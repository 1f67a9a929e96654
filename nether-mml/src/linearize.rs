//! Order list walking
//!
//! Flattens the order list and pattern grid into one row stream per channel,
//! following pattern breaks and order jumps the way the tracker plays them,
//! and records the tempo in effect on every row.

use nether_tracker::{EffectKind, TrackerRow, TrackerSong};
use smallvec::SmallVec;

use crate::error::{MmlError, Result};
use crate::tempo::{GrooveTiming, TempoResolver};

/// Tempo in effect on one linearized row
#[derive(Debug, Clone, Copy, PartialEq)]
pub struct SpeedAtRow {
    pub ticks_per_second: f64,
    /// Tracker ticks this row lasts
    pub ticks_per_row: u8,
    /// Driver timer register value
    pub timer: u16,
    /// Driver ticks this row lasts
    pub driver_ticks: u32,
}

/// Song flattened into per-channel row streams
#[derive(Debug, Clone, PartialEq)]
pub struct LinearSong {
    /// One row stream per channel, all of the same length
    pub channels: Vec<Vec<TrackerRow>>,
    /// Tempo per row, in lockstep with the channel streams
    pub speeds: Vec<SpeedAtRow>,
    /// First row of the repeating tail
    pub loop_point: Option<usize>,
}

impl LinearSong {
    pub fn row_count(&self) -> usize {
        self.speeds.len()
    }

    /// Timer of the first row
    pub fn initial_timer(&self) -> Option<u16> {
        self.speeds.first().map(|s| s.timer)
    }
}

/// Control flow requested by one grid row
#[derive(Debug, Default)]
struct RowFlow {
    jump: Option<u8>,
    break_row: Option<u8>,
    stop: bool,
}

impl RowFlow {
    fn is_set(&self) -> bool {
        self.jump.is_some() || self.break_row.is_some() || self.stop
    }
}

/// Speed pattern and tempo as the song plays
struct TempoState {
    ticks_per_second: f64,
    pattern: SmallVec<[u8; 4]>,
    position: usize,
    timing: GrooveTiming,
}

impl TempoState {
    fn new(song: &TrackerSong, resolver: &mut TempoResolver) -> Result<Self> {
        let pattern: SmallVec<[u8; 4]> = song.speed_pattern.iter().copied().collect();
        let timing = resolver.resolve_pattern(song.ticks_per_second, &pattern)?;
        Ok(Self {
            ticks_per_second: song.ticks_per_second,
            pattern,
            position: 0,
            timing,
        })
    }

    /// Apply the speed effects of one grid row
    fn apply(
        &mut self,
        song: &TrackerSong,
        row: &TrackerRow,
        resolver: &mut TempoResolver,
    ) -> Result<()> {
        let mut changed = false;
        for effect in row.effects.iter().filter(|e| e.kind.affects_speed()) {
            if effect.value == 0 {
                tracing::trace!("ignoring zero speed effect {:?}", effect.kind);
                continue;
            }
            match effect.kind {
                EffectKind::SPEED_1 if !song.groove_patterns.is_empty() => {
                    match song.groove_patterns.get(effect.value as usize) {
                        Some(groove) if !groove.is_empty() => {
                            self.pattern = groove.iter().copied().collect();
                            self.position = 0;
                            changed = true;
                        }
                        _ => tracing::warn!("groove {} does not exist", effect.value),
                    }
                }
                EffectKind::SPEED_1 => {
                    if self.pattern.len() < 2 {
                        self.pattern = SmallVec::from_slice(&[effect.value]);
                    } else {
                        self.pattern[0] = effect.value;
                    }
                    changed = true;
                }
                EffectKind::SPEED_2 => {
                    if self.pattern.len() < 2 {
                        let first = self.pattern.first().copied().unwrap_or(effect.value);
                        self.pattern = SmallVec::from_slice(&[first, effect.value]);
                    } else {
                        self.pattern[1] = effect.value;
                    }
                    changed = true;
                }
                _ => {
                    // SET_BPM uses the IT convention of 2.5 BPM per tick/s
                    self.ticks_per_second = effect.value as f64 / 2.5;
                    changed = true;
                }
            }
        }
        if changed {
            self.timing = resolver.resolve_pattern(self.ticks_per_second, &self.pattern)?;
        }
        Ok(())
    }

    /// Speed of the next row, advancing the pattern position
    fn next_row(&mut self) -> SpeedAtRow {
        let index = self.position % self.pattern.len();
        self.position += 1;
        SpeedAtRow {
            ticks_per_second: self.ticks_per_second,
            ticks_per_row: self.pattern[index],
            timer: self.timing.timer,
            driver_ticks: self.timing.ticks[index],
        }
    }
}

/// Flatten a song into per-channel row streams
pub fn linearize(song: &TrackerSong, resolver: &mut TempoResolver) -> Result<LinearSong> {
    let order_count = song.order_count();
    if song.channels.is_empty() || order_count == 0 || song.pattern_length == 0 {
        return Err(MmlError::EmptySong);
    }

    let pattern_length = song.pattern_length as usize;
    let empty_row = TrackerRow::default();
    let mut tempo = TempoState::new(song, resolver)?;
    let mut out = LinearSong {
        channels: vec![Vec::new(); song.channels.len()],
        speeds: Vec::new(),
        loop_point: None,
    };
    let mut order_starts: Vec<Option<usize>> = vec![None; order_count];

    let mut order = 0;
    let mut start_row = 0;
    loop {
        if order >= order_count {
            // Running off the end repeats from the first order
            out.loop_point = order_starts[0];
            break;
        }
        if order_starts[order].is_none() {
            order_starts[order] = Some(out.row_count());
        }

        let mut flow = RowFlow::default();
        for row in start_row..pattern_length {
            let grid: SmallVec<[&TrackerRow; 8]> = (0..song.channels.len())
                .map(|ch| song.row_at(ch, order, row).unwrap_or(&empty_row))
                .collect();

            for cell in &grid {
                tempo.apply(song, cell, resolver)?;
            }
            out.speeds.push(tempo.next_row());
            for (stream, cell) in out.channels.iter_mut().zip(&grid) {
                stream.push((*cell).clone());
            }

            for effect in grid.iter().flat_map(|cell| cell.effects.iter()) {
                match effect.kind {
                    EffectKind::JUMP_TO_ORDER => flow.jump = Some(effect.value),
                    EffectKind::JUMP_TO_NEXT_PATTERN => flow.break_row = Some(effect.value),
                    EffectKind::STOP_SONG => flow.stop = true,
                    _ => {}
                }
            }
            if flow.is_set() {
                break;
            }
        }

        let next_start = flow
            .break_row
            .map(|r| r as usize)
            .filter(|&r| r < pattern_length)
            .unwrap_or(0);

        if flow.stop {
            tracing::debug!("song stops at order {}", order);
            break;
        }
        match flow.jump.map(|j| j as usize) {
            Some(target) if target > order => {
                order = target;
                start_row = next_start;
            }
            Some(target) => {
                out.loop_point = order_starts.get(target).copied().flatten();
                if out.loop_point.is_none() {
                    tracing::warn!(
                        "jump to order {} which was never played, song will not loop",
                        target
                    );
                }
                break;
            }
            None => {
                order += 1;
                start_row = next_start;
            }
        }
    }

    if let Some(point) = out.loop_point {
        tracing::debug!("loop point at row {}", point);
        for stream in &mut out.channels {
            if let Some(row) = stream.get_mut(point)
                && !row.has_effect(EffectKind::LOOP_MARKER)
            {
                row.effects
                    .push(nether_tracker::Effect::new(EffectKind::LOOP_MARKER, 0));
            }
        }
    }

    if let Some(first) = out.initial_timer()
        && let Some((row, speed)) = out
            .speeds
            .iter()
            .enumerate()
            .find(|(_, s)| s.timer != first)
    {
        tracing::warn!(
            "timer changes from {} to {} at row {}; the driver keeps the first timer",
            first,
            speed.timer,
            row
        );
    }

    Ok(out)
}
//! Song conversion pipeline
//!
//! A [`ConversionContext`] owns everything that lives longer than one song:
//! the options, the memoized tempo resolver and the subroutine counter.
//! Songs converted with the same context get distinct subroutine names.

use std::fmt;

use nether_tracker::{CHANNEL_NAMES, MAX_CHANNELS, TrackerSong};

use crate::compress::{SubroutineRegistry, compress_song};
use crate::config::{CompressionConfig, ConversionOptions};
use crate::error::{MmlError, Result};
use crate::linearize::linearize;
use crate::tempo::TempoResolver;
use crate::token::{Token, render_tokens};
use crate::transpile::{SongInfo, transpile_channel};

// =============================================================================
// Output
// =============================================================================

/// One output channel
#[derive(Debug, Clone, PartialEq, Eq)]
pub struct MmlChannel {
    /// Channel letter (`A`..`H`)
    pub name: char,
    pub tokens: Vec<Token>,
}

/// A converted song
#[derive(Debug, Clone, PartialEq, Eq)]
pub struct MmlSong {
    pub title: String,
    /// Driver timer register value
    pub timer: u16,
    /// Channels with at least one note, in letter order
    pub channels: Vec<MmlChannel>,
    pub subroutines: SubroutineRegistry,
}

impl MmlSong {
    /// Channel by letter
    pub fn channel(&self, name: char) -> Option<&MmlChannel> {
        self.channels.iter().find(|c| c.name == name)
    }

    /// Tokens in channels and subroutine bodies
    pub fn token_count(&self) -> usize {
        self.channels.iter().map(|c| c.tokens.len()).sum::<usize>()
            + self.subroutines.iter().map(|s| s.body.len()).sum::<usize>()
    }

    /// Full MML text
    pub fn render(&self) -> String {
        self.to_string()
    }
}

impl fmt::Display for MmlSong {
    fn fmt(&self, f: &mut fmt::Formatter<'_>) -> fmt::Result {
        writeln!(f, "#Title {}", self.title)?;
        writeln!(f, "#Timer {}", self.timer)?;

        if !self.subroutines.is_empty() {
            writeln!(f)?;
            for subroutine in self.subroutines.iter() {
                writeln!(f, "!{} {}", subroutine.name, render_tokens(&subroutine.body))?;
            }
        }

        writeln!(f)?;
        for channel in &self.channels {
            writeln!(f, "{} {}", channel.name, render_tokens(&channel.tokens))?;
        }
        Ok(())
    }
}

// =============================================================================
// Context
// =============================================================================

/// State shared across the songs of one conversion run
#[derive(Debug, Clone)]
pub struct ConversionContext {
    compression: CompressionConfig,
    resolver: TempoResolver,
    subroutine_count: usize,
}

impl Default for ConversionContext {
    fn default() -> Self {
        Self::new(ConversionOptions::default())
    }
}

impl ConversionContext {
    pub fn new(options: ConversionOptions) -> Self {
        Self {
            compression: options.compression,
            resolver: TempoResolver::new(options.timing),
            subroutine_count: 0,
        }
    }

    /// Subroutines named so far
    pub fn subroutine_count(&self) -> usize {
        self.subroutine_count
    }

    /// Convert one song
    pub fn convert_song(&mut self, song: &TrackerSong) -> Result<MmlSong> {
        let linear = linearize(song, &mut self.resolver)?;
        let timer = linear.initial_timer().ok_or(MmlError::EmptySong)?;

        if linear.channels.len() > MAX_CHANNELS {
            tracing::warn!(
                "'{}' has {} channels, only the first {} are converted",
                song.name,
                linear.channels.len(),
                MAX_CHANNELS
            );
        }

        let info = SongInfo {
            speeds: &linear.speeds,
            loop_point: linear.loop_point,
            instruments: &song.instruments,
            arpeggio_speed: song.arpeggio_speed,
            volume_max: song.volume_max,
        };
        let mut names = Vec::with_capacity(MAX_CHANNELS);
        let mut channels = Vec::with_capacity(MAX_CHANNELS);
        for (&name, rows) in CHANNEL_NAMES.iter().zip(&linear.channels) {
            let tokens = transpile_channel(rows, &info);
            if !tokens.iter().any(Token::is_note) {
                tracing::debug!("'{}' channel {} is silent, dropped", song.name, name);
                continue;
            }
            names.push(name);
            channels.push(tokens);
        }
        let uncompressed: usize = channels.iter().map(Vec::len).sum();

        let mut subroutines = SubroutineRegistry::new();
        compress_song(
            &mut channels,
            &self.compression,
            &mut subroutines,
            &mut self.subroutine_count,
        );

        let song = MmlSong {
            title: song.name.clone(),
            timer,
            channels: names
                .into_iter()
                .zip(channels)
                .map(|(name, tokens)| MmlChannel { name, tokens })
                .collect(),
            subroutines,
        };
        tracing::info!(
            "Converted '{}': {} channels, {} subroutines, {} tokens ({} before compression)",
            song.title,
            song.channels.len(),
            song.subroutines.len(),
            song.token_count(),
            uncompressed
        );
        Ok(song)
    }

    /// Convert several songs; a failing song doesn't stop the others
    pub fn convert_batch(&mut self, songs: &[TrackerSong]) -> Vec<Result<MmlSong>> {
        songs
            .iter()
            .map(|song| {
                let result = self.convert_song(song);
                if let Err(e) = &result {
                    tracing::error!("Failed to convert '{}': {}", song.name, e);
                }
                result
            })
            .collect()
    }
}

#[cfg(test)]
mod tests {
    use super::*;
    use crate::config::{TimingConfig, TimingMode};
    use nether_tracker::{TrackerChannel, TrackerInstrument, TrackerPattern, TrackerRow};

    const C4: u8 = 108;

    fn options() -> ConversionOptions {
        ConversionOptions {
            timing: TimingConfig {
                mode: TimingMode::LowError,
                ..TimingConfig::default()
            },
            ..ConversionOptions::default()
        }
    }

    fn song(channels: Vec<Vec<TrackerRow>>) -> TrackerSong {
        let mut song = TrackerSong::new("demo", channels[0].len() as u16);
        song.instruments.push(TrackerInstrument::new("lead"));
        for rows in channels {
            song.channels
                .push(TrackerChannel::from_patterns(vec![TrackerPattern { rows }]));
        }
        song
    }

    fn melody() -> Vec<TrackerRow> {
        vec![
            TrackerRow::with_note(C4).instrument(0),
            TrackerRow::default(),
            TrackerRow::default(),
            TrackerRow::off(),
        ]
    }

    #[test]
    fn test_convert_song_drops_silent_channels() {
        let song = song(vec![melody(), vec![TrackerRow::default(); 4]]);
        let mml = ConversionContext::new(options()).convert_song(&song).unwrap();

        assert_eq!(mml.title, "demo");
        assert_eq!(mml.timer, 80);
        assert_eq!(mml.channels.len(), 1);
        let channel = mml.channel('A').unwrap();
        assert_eq!(render_tokens(&channel.tokens), "L @lead o4c%30 r%10");
        assert!(mml.channel('B').is_none());
    }

    #[test]
    fn test_render() {
        let song = song(vec![melody()]);
        let mml = ConversionContext::new(options()).convert_song(&song).unwrap();
        assert_eq!(
            mml.render(),
            "#Title demo\n#Timer 80\n\nA L @lead o4c%30 r%10\n"
        );
    }

    #[test]
    fn test_subroutine_names_continue_across_songs() {
        let mut rows = Vec::new();
        for note in [C4, C4 + 2, C4 + 4, C4 + 5, C4 + 7] {
            rows.push(TrackerRow::with_note(note).instrument(0));
            rows.push(TrackerRow::default());
        }
        let song = song(vec![rows.clone(), rows]);

        let mut context = ConversionContext::new(options());
        let first = context.convert_song(&song).unwrap();
        let second = context.convert_song(&song).unwrap();

        assert_eq!(first.subroutines.len(), 1);
        assert!(first.subroutines.get("sub0").is_some());
        assert!(second.subroutines.get("sub1").is_some());
        assert_eq!(context.subroutine_count(), 2);
        assert!(second.render().contains("\nA L @lead !sub1\n"));
    }

    #[test]
    fn test_batch_keeps_going_after_failure() {
        let good = song(vec![melody()]);
        let empty = TrackerSong::new("empty", 4);

        let results = ConversionContext::new(options()).convert_batch(&[empty, good]);

        assert_eq!(results.len(), 2);
        assert!(matches!(results[0], Err(MmlError::EmptySong)));
        assert!(results[1].is_ok());
    }

    #[test]
    fn test_unresolvable_timing_fails_song() {
        let mut song = song(vec![melody()]);
        song.ticks_per_second = 0.0;

        let err = ConversionContext::new(options())
            .convert_song(&song)
            .unwrap_err();
        assert!(err.is_timing());
    }
}
//! Row scanning helpers

use nether_tracker::TrackerRow;

use crate::linearize::SpeedAtRow;

/// Speed used when a song has no rows at all
const FALLBACK_SPEED: SpeedAtRow = SpeedAtRow {
    ticks_per_second: 60.0,
    ticks_per_row: 6,
    timer: 80,
    driver_ticks: 10,
};

/// Per-row tempo lookups. Rows past the end use the last row's speed.
#[derive(Debug, Clone, Copy)]
pub struct SpeedTable<'a> {
    speeds: &'a [SpeedAtRow],
}

impl<'a> SpeedTable<'a> {
    pub fn new(speeds: &'a [SpeedAtRow]) -> Self {
        Self { speeds }
    }

    /// Speed at a row
    pub fn at(&self, row: usize) -> SpeedAtRow {
        self.speeds
            .get(row)
            .or(self.speeds.last())
            .copied()
            .unwrap_or(FALLBACK_SPEED)
    }

    /// Driver ticks spanned by `rows` rows starting at `start`
    pub fn driver_ticks(&self, start: usize, rows: usize) -> u32 {
        (start..start + rows).fold(0u32, |total, r| {
            total.saturating_add(self.at(r).driver_ticks)
        })
    }

    /// Tracker ticks spanned by `rows` rows starting at `start`
    pub fn tracker_ticks(&self, start: usize, rows: usize) -> u32 {
        (start..start + rows).fold(0u32, |total, r| {
            total.saturating_add(self.at(r).ticks_per_row as u32)
        })
    }

    /// Convert tracker ticks at a row to driver ticks, rounded, at least 1
    pub fn driver_ticks_for(&self, row: usize, tracker_ticks: f64) -> u32 {
        let speed = self.at(row);
        let ratio = speed.driver_ticks as f64 / speed.ticks_per_row.max(1) as f64;
        ((tracker_ticks * ratio).round() as u32).max(1)
    }

    /// Convert tracker ticks at a row to driver ticks through milliseconds
    pub fn timer_ticks_for(&self, row: usize, tracker_ticks: f64) -> f64 {
        let speed = self.at(row);
        let ms = tracker_ticks * 1000.0 / speed.ticks_per_second;
        ms / (speed.timer as f64 * crate::tempo::TIMER_UNIT_MS)
    }
}

/// Walks event rows (row 0 and every non-empty row) of one channel
#[derive(Debug, Clone, Copy)]
pub struct RowCursor<'a> {
    rows: &'a [TrackerRow],
    loop_point: Option<usize>,
}

impl<'a> RowCursor<'a> {
    pub fn new(rows: &'a [TrackerRow], loop_point: Option<usize>) -> Self {
        Self { rows, loop_point }
    }

    pub fn row_count(&self) -> usize {
        self.rows.len()
    }

    fn is_event(&self, index: usize) -> bool {
        index == 0 || self.rows.get(index).is_some_and(|r| !r.is_empty())
    }

    /// First event row after `index`
    pub fn next_event(&self, index: usize) -> Option<usize> {
        (index + 1..self.rows.len()).find(|&i| self.is_event(i))
    }

    /// Rows from `index` up to the next event row (or the end)
    pub fn duration(&self, index: usize) -> usize {
        self.next_event(index).unwrap_or(self.rows.len()) - index
    }

    /// Event row played after `index`, wrapping to the loop point
    pub fn following_event(&self, index: usize) -> Option<&'a TrackerRow> {
        let next = self.next_event(index).or_else(|| {
            let point = self.loop_point?;
            (point..self.rows.len()).find(|&i| self.is_event(i))
        })?;
        self.rows.get(next)
    }

    /// Rows from `start + 1` onward until `stop` matches, the loop point or the end
    pub fn rows_until(&self, start: usize, stop: impl Fn(&TrackerRow) -> bool) -> usize {
        let end = (start + 1..self.rows.len())
            .find(|&i| Some(i) == self.loop_point || stop(&self.rows[i]))
            .unwrap_or(self.rows.len());
        end - start
    }
}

===============

▸ TASK ITEM:
Lines in the material above that include the string "uncompressed" should be listed.

▸ FINAL ANSWER:
        let uncompressed: usize = channels.iter().map(Vec::len).sum();
            uncompressed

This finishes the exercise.